Felsefe (düşünce) tarihi göz önüne alındığında baş sıralarda olan fizik zaman defarmasyonu ve pozitif bilim gibi kavramlarla kendine özgü konu ve yöntemleri belirleyerek 17. yüz yılların sonlarına doğru pozitif bilimler olarak felsefeden ayrılmıştır.

O dönemlerde bilimsel kimliği oturmamış, metafizik bir çalışma alanı sayılıyordu. Newton ile bu bilimsel kimlik olgunlaşmış ve tabiri caiz ise nirvana dönemine ulaşmış oldu.
Modern Fiziğin Temelinde Yatan Fizik Felsefesine Değinecek olursak;
Fizik pozitif bilim kimliğine dönüştükten sonra fizik felsefesi ile ilgili pek açıklayıcı kaynak bulunmaması nedeniyle tanım olarak “Fizik felsefesi enerji ve maddenin etkileşimini inceleyen felsefe dalıdır.” kullanılabilir görülmektedir.

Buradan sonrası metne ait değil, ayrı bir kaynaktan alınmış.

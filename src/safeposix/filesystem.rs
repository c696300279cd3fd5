// Filesystem metadata struct
//
// File objects live in an arena keyed by object id. Descriptors hold ids,
// never the objects themselves. The name table is a separate index over the
// arena, so unlinking a name and reclaiming the object are separate steps.

use crate::interface;
use crate::interface::{SysError, SysResult};

use super::syscalls::fs_constants::*;

pub static FS_METADATA: interface::RustLazyGlobal<
    interface::RustLock<interface::RustRfc<FilesystemMetadata>>,
> = interface::RustLazyGlobal::new(|| {
    interface::RustLock::new(interface::RustRfc::new(FilesystemMetadata::blank_fs_init(
        Box::new(interface::MemStore::new()),
    )))
});

/// The metadata the calling syscall should work against.
pub fn fs_metadata() -> interface::RustRfc<FilesystemMetadata> {
    FS_METADATA.read().clone()
}

#[derive(interface::SerdeSerialize, interface::SerdeDeserialize, Debug, Clone)]
pub struct FileObject {
    pub name: String,
    #[serde(skip)] //descriptor references never outlive the kernel, so they are not persisted
    pub open_count: u32,
    #[serde(skip)]
    pub pending_delete: bool,
}

#[derive(interface::SerdeSerialize, interface::SerdeDeserialize, Debug)]
struct PersistedMetadata {
    nextid: usize,
    objects: interface::RustBTreeMap<usize, FileObject>,
}

#[derive(Debug)]
pub struct FilesystemMetadata {
    pub nextid: interface::RustAtomicUsize,
    pub objecttable: interface::RustHashMap<usize, FileObject>,
    pub nametable: interface::RustHashMap<String, usize>,
    pub store: Box<dyn interface::BackingStore>,
}

pub fn check_name(name: &str) -> SysResult<()> {
    if name.is_empty() || name.len() > MAX_NAME_LENGTH {
        return Err(SysError::InvalidArgument);
    }
    Ok(())
}

impl FilesystemMetadata {
    pub fn blank_fs_init(store: Box<dyn interface::BackingStore>) -> FilesystemMetadata {
        FilesystemMetadata {
            nextid: interface::RustAtomicUsize::new(FIRSTOBJECTID),
            objecttable: interface::new_hashmap(),
            nametable: interface::new_hashmap(),
            store: store,
        }
    }

    /// Loads the name table the store was last finalized with. Data files
    /// nothing refers to any more are deleted.
    pub fn load_fs(store: Box<dyn interface::BackingStore>) -> SysResult<FilesystemMetadata> {
        let metadata = FilesystemMetadata::blank_fs_init(store);
        if let Some(bytes) = metadata.store.read_metadata()? {
            let persisted: PersistedMetadata = interface::serde_deserialize_from_bytes(&bytes)
                .map_err(|e| SysError::Io(e.to_string()))?;
            metadata
                .nextid
                .store(persisted.nextid, interface::RustAtomicOrdering::SeqCst);
            for (id, obj) in persisted.objects {
                metadata.nametable.insert(obj.name.clone(), id);
                metadata.objecttable.insert(id, obj);
            }
            log::debug!(target: "safedesc::fs", "restored {} file objects", metadata.objecttable.len());
        }
        metadata.fsck()?;
        Ok(metadata)
    }

    fn fsck(&self) -> SysResult<()> {
        for id in self.store.ids() {
            if !self.objecttable.contains_key(&id) {
                log::debug!(target: "safedesc::fs", "removing orphaned data for object {}", id);
                self.store.remove(id)?;
            }
        }
        Ok(())
    }

    pub fn persist_metadata(&self) -> SysResult<()> {
        let objects = self
            .objecttable
            .iter()
            .filter(|entry| !entry.value().pending_delete)
            .map(|entry| (*entry.key(), entry.value().clone()))
            .collect();
        let persisted = PersistedMetadata {
            nextid: self.nextid.load(interface::RustAtomicOrdering::SeqCst),
            objects: objects,
        };
        let bytes = interface::serde_serialize_to_bytes(&persisted)
            .map_err(|e| SysError::Io(e.to_string()))?;
        self.store.write_metadata(&bytes)?;
        Ok(())
    }

    /// Produces a referenced object for `name`, creating it if the name is
    /// unbound and emptying it if it is.
    pub fn create_object(&self, name: &str) -> SysResult<usize> {
        check_name(name)?;
        // the name shard stays locked until the reference is counted
        match self.nametable.entry(name.to_string()) {
            interface::RustHashEntry::Occupied(entry) => {
                let id = *entry.get();
                let mut obj = self.objecttable.get_mut(&id).ok_or(SysError::Closed)?;
                self.store.truncate(id, 0)?;
                obj.open_count += 1;
                log::trace!(target: "safedesc::fs", "creat truncated {} (object {})", name, id);
                Ok(id)
            }
            interface::RustHashEntry::Vacant(entry) => {
                let id = self
                    .nextid
                    .fetch_add(1, interface::RustAtomicOrdering::SeqCst);
                self.store.create(id)?;
                self.objecttable.insert(
                    id,
                    FileObject {
                        name: name.to_string(),
                        open_count: 1,
                        pending_delete: false,
                    },
                );
                entry.insert(id);
                log::trace!(target: "safedesc::fs", "creat made {} (object {})", name, id);
                Ok(id)
            }
        }
    }

    /// Takes a reference on the object currently bound to `name`.
    pub fn open_object(&self, name: &str) -> SysResult<usize> {
        check_name(name)?;
        let nameentry = self.nametable.get(name).ok_or(SysError::NotFound)?;
        let id = *nameentry;
        let mut obj = self.objecttable.get_mut(&id).ok_or(SysError::NotFound)?;
        obj.open_count += 1;
        drop(obj);
        drop(nameentry);
        Ok(id)
    }

    /// Unbinds `name`. The object goes away now if nothing references it,
    /// otherwise when its last reference is released.
    pub fn unlink_object(&self, name: &str) -> SysResult<()> {
        check_name(name)?;
        let (_, id) = self.nametable.remove(name).ok_or(SysError::NotFound)?;
        let mut obj = match self.objecttable.get_mut(&id) {
            Some(obj) => obj,
            None => return Err(SysError::NotFound),
        };
        if obj.open_count == 0 {
            drop(obj);
            self.reclaim(id)
        } else {
            obj.pending_delete = true;
            log::debug!(
                target: "safedesc::fs",
                "{} unlinked with {} open references, deferring delete",
                name,
                obj.open_count
            );
            Ok(())
        }
    }

    /// Drops one descriptor reference, finishing a deferred delete if this
    /// was the last one.
    pub fn release_object(&self, id: usize) -> SysResult<()> {
        let mut obj = self.objecttable.get_mut(&id).ok_or(SysError::Closed)?;
        obj.open_count = obj.open_count.saturating_sub(1);
        if obj.open_count == 0 && obj.pending_delete {
            // the guard has to go before remove or the shard deadlocks
            drop(obj);
            return self.reclaim(id);
        }
        Ok(())
    }

    fn reclaim(&self, id: usize) -> SysResult<()> {
        if let Some((_, obj)) = self.objecttable.remove(&id) {
            log::debug!(target: "safedesc::fs", "deleting {} (object {})", obj.name, id);
        }
        self.store.remove(id)?;
        Ok(())
    }

    pub fn readat(&self, id: usize, buf: &mut [u8], offset: usize) -> SysResult<usize> {
        if !self.objecttable.contains_key(&id) {
            return Err(SysError::Closed);
        }
        Ok(self.store.readat(id, buf, offset)?)
    }

    pub fn writeat(&self, id: usize, buf: &[u8], offset: usize) -> SysResult<usize> {
        // held across the write so unlink cannot release the object under it
        let _obj = self.objecttable.get_mut(&id).ok_or(SysError::Closed)?;
        Ok(self.store.writeat(id, buf, offset)?)
    }

    /// Open references to the object bound to `name`, if any.
    pub fn open_count(&self, name: &str) -> Option<u32> {
        let id = *self.nametable.get(name)?;
        self.objecttable.get(&id).map(|obj| obj.open_count)
    }

    pub fn object_exists(&self, id: usize) -> bool {
        self.objecttable.contains_key(&id)
    }

    pub fn sync_all(&self) -> SysResult<()> {
        for entry in self.objecttable.iter() {
            self.store.sync(*entry.key())?;
        }
        Ok(())
    }
}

Başlıca Düşünce ve Soruları :
- Zaman ve parçacıklar arasındaki etkileşim
- Enerji ve madde arasındaki etkileşim
Ayrıca kuantum mekaniği, istatistiksel mekanik, etki – tepki, evren bilimi ve de alt ilgi alanlarıdır. Fizik felsefesi, bugünün modern fiziğinin temellerinin atılmaya başladığı alandır.

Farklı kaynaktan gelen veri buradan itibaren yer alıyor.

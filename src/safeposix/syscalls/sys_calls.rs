// System related system calls
//
// Cages run registered programs on their own host threads. A cage that
// finishes, calls exit, or panics is torn down the same way: its table is
// drained, its children are orphaned, and its exit status is posted for the
// parent to join.

use std::panic::{catch_unwind, resume_unwind, AssertUnwindSafe};

use crate::interface;
use crate::interface::{SysError, SysResult};
use crate::safeposix::cage::*;
use crate::safeposix::filesystem::check_name;

use super::sys_constants::*;

/// A program a cage can exec: the cage it runs in and its argv.
pub type ProgramEntry = fn(&Cage, &[String]) -> i32;

pub static PROGRAM_TABLE: interface::RustLazyGlobal<interface::RustHashMap<String, ProgramEntry>> =
    interface::RustLazyGlobal::new(interface::new_hashmap);

static NEXT_CAGEID: interface::RustAtomicU64 = interface::RustAtomicU64::new(INIT_CAGEID + 1);
static LIVE_CAGES: interface::RustAtomicUsize = interface::RustAtomicUsize::new(0);

pub fn register_program(name: &str, entry: ProgramEntry) {
    PROGRAM_TABLE.insert(name.to_string(), entry);
}

pub fn unregister_program(name: &str) -> bool {
    PROGRAM_TABLE.remove(name).is_some()
}

pub fn live_cages() -> usize {
    LIVE_CAGES.load(interface::RustAtomicOrdering::SeqCst)
}

// Only kernelinit and kernelfinalize set this. Cage ids keep counting
// across runs so a straggler from an old run never matches a new cage.
pub fn reset_cage_counters(live: usize) {
    LIVE_CAGES.store(live, interface::RustAtomicOrdering::SeqCst);
}

fn reserve_cage_slot() -> SysResult<()> {
    LIVE_CAGES
        .fetch_update(
            interface::RustAtomicOrdering::SeqCst,
            interface::RustAtomicOrdering::SeqCst,
            |live| if live < MAX_CAGES { Some(live + 1) } else { None },
        )
        .map(|_| ())
        .map_err(|_| SysError::TableFull)
}

fn run_program(cage: interface::RustRfc<Cage>, entry: ProgramEntry) {
    let outcome = catch_unwind(AssertUnwindSafe(|| entry(&cage, &cage.argv)));
    match outcome {
        Ok(status) => cage.terminate(ExitStatus::Exited(status)),
        Err(payload) => {
            // exit already tore the cage down before unwinding
            if payload.downcast_ref::<ProcessExit>().is_none() {
                log::warn!(target: "safedesc::sys", "cage {} terminated abnormally", cage.cageid);
                cage.terminate(ExitStatus::Abnormal);
            }
        }
    }
}

impl Cage {
    /// ### Description
    ///
    /// Starts `program` in a new cage that is a child of this one. The child
    /// gets a fresh table holding only the console handles; nothing is
    /// inherited. Returns the child's id without waiting for it.
    ///
    /// ### Errors
    ///
    /// * `InvalidArgument` - empty or overlong program name.
    /// * `LoadError` - no program is registered under that name.
    /// * `TableFull` - `MAX_CAGES` cages are already live.
    pub fn exec(&self, program: &str, argv: &[String]) -> SysResult<u64> {
        check_name(program)?;
        let entry = match PROGRAM_TABLE.get(program) {
            Some(entry) => *entry,
            None => return Err(SysError::LoadError),
        };
        reserve_cage_slot()?;

        let childid = NEXT_CAGEID.fetch_add(1, interface::RustAtomicOrdering::SeqCst);
        let child = interface::RustRfc::new(Cage::new(childid, self.cageid, argv.to_vec()));
        self.children.insert(childid, child.exitcell.clone());
        cagetable_insert(childid, child.clone());
        log::debug!(target: "safedesc::sys", "cage {} exec {} as cage {}", self.cageid, program, childid);

        interface::helper_thread(move || run_program(child, entry));
        Ok(childid)
    }

    pub fn exec_syscall(&self, program: &str, argv: &[&str]) -> i32 {
        let argv: Vec<String> = argv.iter().map(|arg| arg.to_string()).collect();
        let result = self.exec(program, &argv).map(|childid| childid as i32);
        self.syscall_return(result, "exec")
    }

    /// ### Description
    ///
    /// Waits for child `pid` to terminate and returns how it ended. Each
    /// child can be joined once; the first join claims it.
    ///
    /// ### Errors
    ///
    /// * `InvalidPid` - `pid` is not an unjoined child of this cage.
    pub fn join(&self, pid: u64) -> SysResult<ExitStatus> {
        let (_, exitcell) = self.children.remove(&pid).ok_or(SysError::InvalidPid)?;
        log::trace!(target: "safedesc::sys", "cage {} joining cage {}", self.cageid, pid);
        Ok(exitcell.wait())
    }

    /// 1 when the child exited, with its status stored in `status`; 0 when it
    /// terminated abnormally; -1 on error.
    pub fn join_syscall(&self, pid: i32, status: &mut i32) -> i32 {
        let result = if pid < 0 {
            Err(SysError::InvalidPid)
        } else {
            self.join(pid as u64)
        };
        let result = result.map(|exitstatus| match exitstatus {
            ExitStatus::Exited(code) => {
                *status = code;
                JOIN_NORMAL
            }
            ExitStatus::Abnormal => JOIN_ABNORMAL,
        });
        self.syscall_return(result, "join")
    }

    /// Ends the calling program and does not return. The cage is torn down
    /// before the program's thread unwinds, so a joining parent sees every
    /// descriptor released.
    ///
    /// The init cage runs on the embedder's thread, not a program thread, so
    /// it cannot exit; it gets `NotPermitted` (`-1`) and should `halt`.
    pub fn exit_syscall(&self, status: i32) -> i32 {
        if self.cageid == INIT_CAGEID {
            return self.syscall_return(Err(SysError::NotPermitted), "exit");
        }
        log::debug!(target: "safedesc::sys", "cage {} exit {}", self.cageid, status);
        self.terminate(ExitStatus::Exited(status));
        resume_unwind(Box::new(ProcessExit(status)))
    }

    pub fn terminate(&self, status: ExitStatus) {
        self.drain_fdtable();

        for child in self.children.iter() {
            if let Some(childcage) = cagetable_getref(*child.key()) {
                childcage
                    .parent
                    .store(ORPHANED, interface::RustAtomicOrdering::SeqCst);
            }
        }
        self.children.clear();

        if cagetable_remove(self.cageid).is_some() {
            LIVE_CAGES.fetch_sub(1, interface::RustAtomicOrdering::SeqCst);
        }
        self.exitcell.post(status);
    }

    /// Shuts the kernel down. Only the init cage may.
    pub fn halt(&self) -> SysResult<()> {
        if self.cageid != INIT_CAGEID {
            return Err(SysError::NotPermitted);
        }
        log::info!(target: "safedesc::sys", "halt requested by cage {}", self.cageid);
        crate::safeposix::dispatcher::kernelfinalize();
        Ok(())
    }

    pub fn halt_syscall(&self) -> i32 {
        self.syscall_return(self.halt().map(|_| 0), "halt")
    }
}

Fizik Felsefesinin Temel Kavramları
Fizik Nedir ?
Fizik nedir sorusunun şüphesiz yanıtı modern zaman fiziğinin üstadı olan isimlerden Einstein‘ın ;
” Fizik, deney ile gözlemlenmiş varlığın bağımsız olarak, düşülmüş, gerçekliğin kavramsal biçiminde ele geçirilip algılamasın olarak, düşünülmüş gerçekliğin kavramsal biçimde ele geçirilip algılanması için girilmiş bir çabadır.” Sözünü kullanmak tam yerinde olur.

Max Planck’ a göre fizik ;
Bu tanıma dayalı yapısı gereği bir anlamda antrÖ-pomorf bir karaktere sahiptir. Gök, yer ve yaşam bilimleri arasında fizik ile ilişkili olmayan bilim dalı neredeyse yok denecek derecede azdır.

Fizik Kavramları Gerçekliği İşaret Ediyor Mu ?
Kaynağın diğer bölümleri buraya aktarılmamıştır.